What is a polygraph (lie detector)?

The polygraph is an instrument, more commonly referred to as the lie detector. It is used to measure, analyze, and record physiological reactions while the examinee is asked a series of Yes or No questions. Invented in 1921 by John Larson, a medical student and a police officer from Berkeley, California, this machine was originally developed in accordance to the mandate of the then-police chief of Berkeley, August Vollmer, for the police force to use science to be more law-abiding and avoid the third degree. It was first created to identify reactions based on the systolic blood pressure test pioneered by psychologist William Moulton Marston, who later on became more popularly known as the creator of the comic book superheroine Wonder Woman.

The polygraph is known to us as the lie detector, but technically, it may be more apt to call it the “truth verifier” as the process involved in its use revolves around identifying changes in physiological reactions during deception. In fact, the term polygraph is believed to have come from Greek words which mean “many writings” as an allusion to the need for many pens during the use of its analog ancestors. Present-day studies would say that the name polygraph comes from the fact that the machine records several body stimuli responses all at the same time while the individual is undergoing the test.

Despite its name, the polygraph and the painless components that come with it do not, in fact, detect lies. These contraptions are simply used to measure, record, and analyze body indices such as blood pressure, pulse, breathing patterns, and skin conductivity. These physiological indices are believed to reflect certain signs that identify a liar. To measure the following indices, several components are attached to the polygraph, namely, the pneumograph, the galvanometer, and the blood pressure cuff. Some polygraphs also use activity sensors to record arm and leg movements.
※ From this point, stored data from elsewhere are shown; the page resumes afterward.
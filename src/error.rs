// SPDX-License-Identifier: MPL-2.0
// This Source Code Form is subject to the terms of the Mozilla Public
// License, v. 2.0. If a copy of the MPL was not distributed with this
// file, You can obtain one at https://mozilla.org/MPL/2.0/.

//! Error types for the bridge.
//!
//! None of these errors is fatal to a running session. Transport failures
//! end in a scheduled reconnect, malformed payloads and unresolved devices
//! are logged and dropped. The hierarchy exists so callers of the command
//! surface (and tests) can tell the cases apart.

use thiserror::Error;

/// The main error type for this library.
#[derive(Debug, Error)]
pub enum Error {
    /// Error occurred in the MQTT transport.
    #[error("transport error: {0}")]
    Transport(#[from] TransportError),

    /// Error occurred while parsing a payload.
    #[error("parse error: {0}")]
    Parse(#[from] ParseError),

    /// The bridge configuration is invalid.
    #[error("config error: {0}")]
    Config(#[from] ConfigError),

    /// A friendly name or IEEE address is not in the current directory.
    #[error("device not in directory: {0}")]
    UnresolvedDevice(String),

    /// The device exists in the directory but has no driver assignment.
    #[error("device is not claimed: {0}")]
    NotClaimed(String),

    /// The session task has stopped and no longer accepts commands.
    #[error("session is closed")]
    SessionClosed,
}

/// Errors related to the MQTT transport.
#[derive(Debug, Error)]
pub enum TransportError {
    /// The MQTT client rejected a request.
    #[cfg(feature = "mqtt")]
    #[error("MQTT error: {0}")]
    Mqtt(#[from] rumqttc::ClientError),

    /// Connection to the broker failed.
    #[error("connection failed: {0}")]
    ConnectionFailed(String),

    /// No transport is open.
    #[error("transport is not connected")]
    NotConnected,

    /// Invalid broker URI or address.
    #[error("invalid address: {0}")]
    InvalidAddress(String),
}

/// Errors related to parsing Zigbee2MQTT payloads.
#[derive(Debug, Error)]
pub enum ParseError {
    /// JSON parsing failed.
    #[error("JSON parse error: {0}")]
    Json(#[from] serde_json::Error),

    /// The payload is valid JSON but not of the expected shape.
    #[error("malformed payload: {0}")]
    MalformedPayload(String),
}

/// Errors related to bridge settings.
#[derive(Debug, Error, Clone, PartialEq, Eq)]
pub enum ConfigError {
    /// A required setting is absent.
    #[error("missing setting: {0}")]
    MissingSetting(String),

    /// A setting is present but cannot be interpreted.
    #[error("invalid value {value:?} for setting {key}")]
    InvalidSetting {
        /// The setting key.
        key: String,
        /// The rejected value.
        value: String,
    },
}

/// A specialized Result type for this library.
pub type Result<T> = std::result::Result<T, Error>;

#[cfg(test)]
mod tests {
    use super::*;

    #[test]
    fn config_error_display() {
        let err = ConfigError::InvalidSetting {
            key: "port".to_string(),
            value: "abc".to_string(),
        };
        assert_eq!(err.to_string(), "invalid value \"abc\" for setting port");
    }

    #[test]
    fn error_from_transport_error() {
        let err: Error = TransportError::NotConnected.into();
        assert!(matches!(err, Error::Transport(TransportError::NotConnected)));
    }

    #[test]
    fn parse_error_from_json() {
        let json_err = serde_json::from_str::<serde_json::Value>("{not json").unwrap_err();
        let err: Error = ParseError::from(json_err).into();
        assert!(err.to_string().starts_with("parse error: JSON parse error"));
    }

    #[test]
    fn unresolved_device_display() {
        let err = Error::UnresolvedDevice("Kitchen Lamp".to_string());
        assert_eq!(err.to_string(), "device not in directory: Kitchen Lamp");
    }
}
Technological breakthroughs in the past decades have improved the retrieval and analysis of the data gathered during the lie detection test. From the primitive and manual rice chewing and spitting of the Chinese, to the early version of the pioneer criminologist Cesare Lombroso modified hydrosphygmograph which associated heart rate and blood pressure to lying, and eventually to Larson’s modern-day polygraph, the retrieval and measuring techniques used as well as the indicators being measured have varied and improved. However, after Larson’s invention, not much has changed except for the recording, data gathering, and analyzing methods which evolved from manual to analog and subsequently, digital and computerized.
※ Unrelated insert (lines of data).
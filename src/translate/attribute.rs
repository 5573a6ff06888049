// SPDX-License-Identifier: MPL-2.0
// This Source Code Form is subject to the terms of the Mozilla Public
// License, v. 2.0. If a copy of the MPL was not distributed with this
// file, You can obtain one at https://mozilla.org/MPL/2.0/.

//! Normalized attribute events.
//!
//! An [`AttributeEvent`] is what the hub's device model understands: a named
//! attribute, a value, an optional unit and a description. The set of
//! attributes is closed; each [`Attribute`] variant fixes its hub name and
//! value type.

use std::collections::BTreeMap;
use std::fmt;

use serde_json::{Map, Value};

use crate::types::{ActivityState, ContactState, SwitchState, WaterState};

/// A single attribute value, tagged by kind.
#[derive(Debug, Clone, PartialEq)]
pub enum Attribute {
    /// `switch`: on/off.
    Switch(SwitchState),
    /// `level`: brightness in percent.
    Level(u8),
    /// `colorTemperature`: Kelvin.
    ColorTemperature(u32),
    /// `colorName`: generic name derived from hue or color temperature.
    ColorName(&'static str),
    /// `hue`: percent of the color wheel.
    Hue(u8),
    /// `saturation`: percent.
    Saturation(u8),
    /// `battery`: percent.
    Battery(i64),
    /// `contact`: open/closed.
    Contact(ContactState),
    /// `humidity`: relative humidity in percent.
    Humidity(i64),
    /// `illuminance`: lux.
    Illuminance(i64),
    /// `acceleration`: active/inactive.
    Acceleration(ActivityState),
    /// `motion`: active/inactive.
    Motion(ActivityState),
    /// `temperature`: in the hub's locale scale.
    Temperature(f64),
    /// `water`: wet/dry.
    Water(WaterState),
    /// `threeAxis`: partial map of axis letter to reading.
    ThreeAxis(BTreeMap<char, f64>),
    /// `action`: raw device action, mapped downstream per device.
    Action(String),
}

impl Attribute {
    /// Returns the hub attribute name.
    #[must_use]
    pub const fn name(&self) -> &'static str {
        match self {
            Self::Switch(_) => "switch",
            Self::Level(_) => "level",
            Self::ColorTemperature(_) => "colorTemperature",
            Self::ColorName(_) => "colorName",
            Self::Hue(_) => "hue",
            Self::Saturation(_) => "saturation",
            Self::Battery(_) => "battery",
            Self::Contact(_) => "contact",
            Self::Humidity(_) => "humidity",
            Self::Illuminance(_) => "illuminance",
            Self::Acceleration(_) => "acceleration",
            Self::Motion(_) => "motion",
            Self::Temperature(_) => "temperature",
            Self::Water(_) => "water",
            Self::ThreeAxis(_) => "threeAxis",
            Self::Action(_) => "action",
        }
    }

    /// Returns the value as JSON, the form the device sink receives.
    #[must_use]
    pub fn value(&self) -> Value {
        match self {
            Self::Switch(s) => s.as_str().into(),
            Self::Contact(s) => s.as_str().into(),
            Self::Acceleration(s) | Self::Motion(s) => s.as_str().into(),
            Self::Water(s) => s.as_str().into(),
            Self::ColorName(name) => (*name).into(),
            Self::Action(action) => action.as_str().into(),
            Self::Level(v) | Self::Hue(v) | Self::Saturation(v) => (*v).into(),
            Self::ColorTemperature(k) => (*k).into(),
            Self::Battery(v) | Self::Humidity(v) | Self::Illuminance(v) => (*v).into(),
            Self::Temperature(t) => number(*t),
            Self::ThreeAxis(axes) => Value::Object(
                axes.iter()
                    .map(|(axis, v)| (axis.to_string(), number(*v)))
                    .collect::<Map<_, _>>(),
            ),
        }
    }
}

/// Integral readings serialize as integers, the rest as floats.
#[allow(clippy::cast_possible_truncation)]
fn number(value: f64) -> Value {
    if value.fract() == 0.0 && value.abs() < 1e15 {
        Value::from(value as i64)
    } else {
        Value::from(value)
    }
}

impl fmt::Display for Attribute {
    fn fmt(&self, f: &mut fmt::Formatter<'_>) -> fmt::Result {
        match self.value() {
            Value::String(s) => f.write_str(&s),
            other => write!(f, "{other}"),
        }
    }
}

/// A normalized attribute change for one device.
///
/// # Examples
///
/// ```
/// use z2m_bridge::translate::{Attribute, AttributeEvent};
///
/// let event = AttributeEvent::new(Attribute::Level(50)).with_unit("%");
/// assert_eq!(event.name(), "level");
/// assert_eq!(event.value(), serde_json::json!(50));
/// ```
#[derive(Debug, Clone, PartialEq)]
pub struct AttributeEvent {
    attribute: Attribute,
    unit: Option<String>,
    description: Option<String>,
}

impl AttributeEvent {
    /// Creates an event with no unit and no explicit description.
    #[must_use]
    pub fn new(attribute: Attribute) -> Self {
        Self {
            attribute,
            unit: None,
            description: None,
        }
    }

    /// Sets the unit.
    #[must_use]
    pub fn with_unit(mut self, unit: impl Into<String>) -> Self {
        self.unit = Some(unit.into());
        self
    }

    /// Sets an explicit description.
    #[must_use]
    pub fn with_description(mut self, description: impl Into<String>) -> Self {
        self.description = Some(description.into());
        self
    }

    /// Fills in the default description `"<device> <attribute> is <value>"`
    /// unless one is already set.
    #[must_use]
    pub fn describe_for(mut self, friendly_name: &str) -> Self {
        if self.description.is_none() {
            self.description = Some(format!(
                "{friendly_name} {} is {}",
                self.attribute.name(),
                self.attribute
            ));
        }
        self
    }

    /// Returns the typed attribute.
    #[must_use]
    pub fn attribute(&self) -> &Attribute {
        &self.attribute
    }

    /// Returns the hub attribute name.
    #[must_use]
    pub fn name(&self) -> &'static str {
        self.attribute.name()
    }

    /// Returns the value as JSON.
    #[must_use]
    pub fn value(&self) -> Value {
        self.attribute.value()
    }

    /// Returns the unit, if any.
    #[must_use]
    pub fn unit(&self) -> Option<&str> {
        self.unit.as_deref()
    }

    /// Returns the description, if any.
    #[must_use]
    pub fn description(&self) -> Option<&str> {
        self.description.as_deref()
    }
}

#[cfg(test)]
mod tests {
    use super::*;
    use serde_json::json;

    #[test]
    fn names_are_hub_attribute_names() {
        assert_eq!(Attribute::ColorTemperature(2700).name(), "colorTemperature");
        assert_eq!(Attribute::ThreeAxis(BTreeMap::new()).name(), "threeAxis");
        assert_eq!(Attribute::Motion(ActivityState::Active).name(), "motion");
    }

    #[test]
    fn values_render_as_json() {
        assert_eq!(Attribute::Switch(SwitchState::On).value(), json!("on"));
        assert_eq!(Attribute::Temperature(21.5).value(), json!(21.5));
        assert_eq!(Attribute::Temperature(21.0).value(), json!(21));
        assert_eq!(Attribute::Battery(87).value(), json!(87));

        let axes = BTreeMap::from([('x', 12.0), ('z', -3.5)]);
        assert_eq!(Attribute::ThreeAxis(axes).value(), json!({"x": 12, "z": -3.5}));
    }

    #[test]
    fn default_description() {
        let event = AttributeEvent::new(Attribute::Contact(ContactState::Open)).describe_for("Door");
        assert_eq!(event.description(), Some("Door contact is open"));

        let event = AttributeEvent::new(Attribute::Level(50)).describe_for("Lamp");
        assert_eq!(event.description(), Some("Lamp level is 50"));
    }

    #[test]
    fn explicit_description_is_kept() {
        let event = AttributeEvent::new(Attribute::Temperature(20.1))
            .with_description("custom")
            .describe_for("Sensor");
        assert_eq!(event.description(), Some("custom"));
    }
}
// SPDX-License-Identifier: MPL-2.0
// This Source Code Form is subject to the terms of the Mozilla Public
// License, v. 2.0. If a copy of the MPL was not distributed with this
// file, You can obtain one at https://mozilla.org/MPL/2.0/.

//! Pub/sub notifications about a bridge session.
//!
//! The session publishes a [`BridgeEvent`] on every connection change,
//! directory refresh, claim, abandonment and attribute delivery. Consumers
//! subscribe through the [`EventBus`] and receive their own copy of each
//! event.

mod bridge_event;
mod event_bus;

pub use bridge_event::BridgeEvent;
pub use event_bus::EventBus;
Critics, however, question the very basis of the theoretical foundation of polygraphic lie detection instead of its quantitative measurements. According to them, while it may be generally true that lying may cause an individual to exhibit certain physiological reactions, the inherent infallibility of the polygraph rests on its lack of unqualified extent, which raises the basis for challenging its validity and efficacy. Some critics remain skeptical up to this date and they maintain the idea that the polygraphic technology operates purely on assumptions and is prone to error and misconceptions. Senator Sam Ervin, in his lack of faith in the polygraph, even said, “Polygraph tests are 20th century witchcraft.”
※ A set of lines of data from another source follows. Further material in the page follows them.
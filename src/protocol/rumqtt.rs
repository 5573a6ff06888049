// SPDX-License-Identifier: MPL-2.0
// This Source Code Form is subject to the terms of the Mozilla Public
// License, v. 2.0. If a copy of the MPL was not distributed with this
// file, You can obtain one at https://mozilla.org/MPL/2.0/.

//! [`Transport`] implementation backed by `rumqttc`.
//!
//! Each [`open`](Transport::open) creates a fresh `AsyncClient` and spawns a
//! task polling its event loop. The task stops at the first error instead of
//! letting `rumqttc` retry, so the session's backoff schedule stays in charge
//! of reconnecting.

use std::sync::Arc;
use std::sync::atomic::{AtomicBool, Ordering};

use rumqttc::{AsyncClient, ConnectReturnCode, Event, EventLoop, MqttOptions, Outgoing, Packet};
use tokio::sync::mpsc;
use tokio::task::JoinHandle;

use super::{ConnectOptions, Qos, Transport, TransportEvent, TransportStatus};
use crate::error::TransportError;

const DEFAULT_REQUEST_CAPACITY: usize = 10;

/// State shared between the transport and its event loop task.
#[derive(Debug, Default)]
struct Link {
    connected: AtomicBool,
    /// Cleared by `close`; the task posts nothing afterwards.
    active: AtomicBool,
}

/// MQTT transport over `rumqttc`.
///
/// Must be opened from within a tokio runtime.
#[derive(Debug)]
pub struct RumqttTransport {
    capacity: usize,
    client: Option<AsyncClient>,
    task: Option<JoinHandle<()>>,
    link: Option<Arc<Link>>,
}

impl RumqttTransport {
    /// Creates a closed transport.
    #[must_use]
    pub fn new() -> Self {
        Self::with_capacity(DEFAULT_REQUEST_CAPACITY)
    }

    /// Creates a closed transport whose client queues up to `capacity`
    /// outgoing requests.
    #[must_use]
    pub fn with_capacity(capacity: usize) -> Self {
        Self {
            capacity,
            client: None,
            task: None,
            link: None,
        }
    }

    fn client(&self) -> Result<&AsyncClient, TransportError> {
        self.client.as_ref().ok_or(TransportError::NotConnected)
    }
}

impl Default for RumqttTransport {
    fn default() -> Self {
        Self::new()
    }
}

impl Transport for RumqttTransport {
    fn open(
        &mut self,
        options: &ConnectOptions,
        events: mpsc::UnboundedSender<TransportEvent>,
    ) -> Result<(), TransportError> {
        self.close();

        if options.host.is_empty() {
            return Err(TransportError::InvalidAddress(
                "MQTT broker host is required".to_string(),
            ));
        }

        let mut mqtt_options = MqttOptions::new(&options.client_id, &options.host, options.port);
        mqtt_options.set_keep_alive(options.keep_alive);
        mqtt_options.set_clean_session(true);
        if let Some((username, password)) = &options.credentials {
            mqtt_options.set_credentials(username, password);
        }

        let (client, event_loop) = AsyncClient::new(mqtt_options, self.capacity);
        let link = Arc::new(Link {
            connected: AtomicBool::new(false),
            active: AtomicBool::new(true),
        });

        tracing::debug!(
            host = %options.host,
            port = options.port,
            client_id = %options.client_id,
            "Opening MQTT connection"
        );
        self.task = Some(tokio::spawn(handle_events(
            event_loop,
            Arc::clone(&link),
            events,
        )));
        self.client = Some(client);
        self.link = Some(link);
        Ok(())
    }

    fn close(&mut self) {
        if let Some(link) = self.link.take() {
            link.active.store(false, Ordering::Release);
            link.connected.store(false, Ordering::Release);
        }
        let sent = self
            .client
            .take()
            .is_some_and(|client| client.try_disconnect().is_ok());
        if let Some(task) = self.task.take() {
            // A queued disconnect lets the task finish on its own.
            if !sent {
                task.abort();
            }
        }
    }

    fn is_connected(&self) -> bool {
        self.link
            .as_ref()
            .is_some_and(|link| link.connected.load(Ordering::Acquire))
    }

    fn subscribe(&mut self, topic: &str, qos: Qos) -> Result<(), TransportError> {
        self.client()?.try_subscribe(topic, qos.into())?;
        Ok(())
    }

    fn publish(
        &mut self,
        topic: &str,
        payload: &str,
        qos: Qos,
        retained: bool,
    ) -> Result<(), TransportError> {
        self.client()?
            .try_publish(topic, qos.into(), retained, payload.to_owned())?;
        Ok(())
    }
}

impl Drop for RumqttTransport {
    fn drop(&mut self) {
        if let Some(task) = self.task.take() {
            task.abort();
        }
    }
}

/// Polls the event loop until the connection ends.
async fn handle_events(
    mut event_loop: EventLoop,
    link: Arc<Link>,
    events: mpsc::UnboundedSender<TransportEvent>,
) {
    let post = |event: TransportEvent| {
        if link.active.load(Ordering::Acquire) {
            // The session may already be gone.
            let _ = events.send(event);
        }
    };

    loop {
        match event_loop.poll().await {
            Ok(Event::Incoming(Packet::ConnAck(connack))) => {
                if connack.code == ConnectReturnCode::Success {
                    tracing::debug!(?connack, "MQTT broker accepted connection");
                    link.connected.store(true, Ordering::Release);
                    post(TransportEvent::Status(TransportStatus::Connected));
                } else {
                    tracing::warn!(code = ?connack.code, "MQTT broker refused connection");
                    post(TransportEvent::Status(TransportStatus::Failed(format!(
                        "connection refused: {:?}",
                        connack.code
                    ))));
                    break;
                }
            }
            Ok(Event::Incoming(Packet::SubAck(suback))) => {
                tracing::debug!(?suback, "MQTT subscription acknowledged");
            }
            Ok(Event::Incoming(Packet::Publish(publish))) => {
                match String::from_utf8(publish.payload.to_vec()) {
                    Ok(payload) => post(TransportEvent::Message {
                        topic: publish.topic.clone(),
                        payload,
                    }),
                    Err(_) => {
                        tracing::debug!(topic = %publish.topic, "Dropping non UTF-8 payload");
                    }
                }
            }
            Ok(Event::Incoming(Packet::Disconnect)) => {
                tracing::info!("MQTT broker closed the connection");
                post(TransportEvent::Status(TransportStatus::Failed(
                    "broker closed the connection".to_string(),
                )));
                break;
            }
            Ok(Event::Outgoing(Outgoing::Disconnect)) => {
                tracing::debug!("MQTT connection closed locally");
                break;
            }
            Ok(_) => {}
            Err(e) => {
                tracing::warn!(error = %e, "MQTT event loop error");
                post(TransportEvent::Status(TransportStatus::Failed(e.to_string())));
                break;
            }
        }
    }
    link.connected.store(false, Ordering::Release);
}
Despite its subjectivity and the spurious beliefs toward the polygraph, the simplistic foundation of this lie detection instrument has survived almost a century. Since its introduction in the late 19th century, polygraph technology has barely been improved upon, but the very foundation of the criteria which it employs to accurately detect lies has survived countless centuries. The primitive and simplistic idea that it is stressful for a person to lie, thereby prompting the body to have physiological reactions, gave the polygraph its inherent subjectivity, which until now is still unacceptable to the scientific, legal, and political communities.

Indeed, man’s search for truth has gone on for so long. To this date, it has remained as primitive and as simple as in the early civilizations as manifested by our own lie detector equipment—the polygraph.